DATA FOR THIS TASK:
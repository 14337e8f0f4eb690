//! streamify-bot - long-polling entry point for the video conversion bot.
//!
//! Reads configuration from the optional TOML file plus environment
//! overrides (`BOT_TOKEN`, `DOWNLOAD_LOCATION`, `FFMPEG_PATH`,
//! `FFPROBE_PATH`), wires the session pipeline to the Telegram Bot API, and
//! polls for updates until interrupted.

#![warn(clippy::pedantic)]
#![warn(clippy::nursery)]

use std::sync::Arc;
use std::time::Duration;

use streamify::Bot;
use streamify::config::AppConfig;
use streamify::probe::{FfprobeExtractor, MetadataProbe};
use streamify::registry::SessionRegistry;
use streamify::session::SessionController;
use streamify::telegram::{self, BotServices, TelegramTransport};
use streamify::thumbnail::{FfmpegFrameExtractor, JpegResizer, ThumbnailGenerator};

/// Video transfers routinely run for minutes; the Bot API client must not
/// time them out.
const REQUEST_TIMEOUT: Duration = Duration::from_secs(30 * 60);

const CONNECT_TIMEOUT: Duration = Duration::from_secs(10);

#[tokio::main]
async fn main() -> streamify::Result<()> {
    env_logger::Builder::from_env(env_logger::Env::default().default_filter_or("info")).init();

    let config = AppConfig::load()?;
    let token = config.telegram.token()?.to_string();

    let client = teloxide::net::default_reqwest_settings()
        .connect_timeout(CONNECT_TIMEOUT)
        .timeout(REQUEST_TIMEOUT)
        .build()?;
    let bot = Bot::with_client(token, client);

    let transport = Arc::new(TelegramTransport::new(bot.clone()));
    let probe = MetadataProbe::new(Arc::new(FfprobeExtractor::new(&config.tools.ffprobe_path)));
    let thumbnails = ThumbnailGenerator::new(
        Arc::new(FfmpegFrameExtractor::new(&config.tools.ffmpeg_path)),
        Arc::new(JpegResizer),
    );

    log::info!(
        "Starting bot; downloads go to {}",
        config.session.download_dir.display()
    );

    let controller = SessionController::new(
        transport,
        probe,
        thumbnails,
        SessionRegistry::new(),
        config.session,
    );

    telegram::run_dispatcher(bot, BotServices::new(Arc::new(controller))).await;

    log::info!("Dispatcher stopped; shutting down");
    Ok(())
}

TASK DETAILS: Each line of the data that holds the word "client" should be copied.

OUTPUT BELOW:
/// Video transfers routinely run for minutes; the Bot API client must not
    let client = teloxide::net::default_reqwest_settings()
    let bot = Bot::with_client(token, client);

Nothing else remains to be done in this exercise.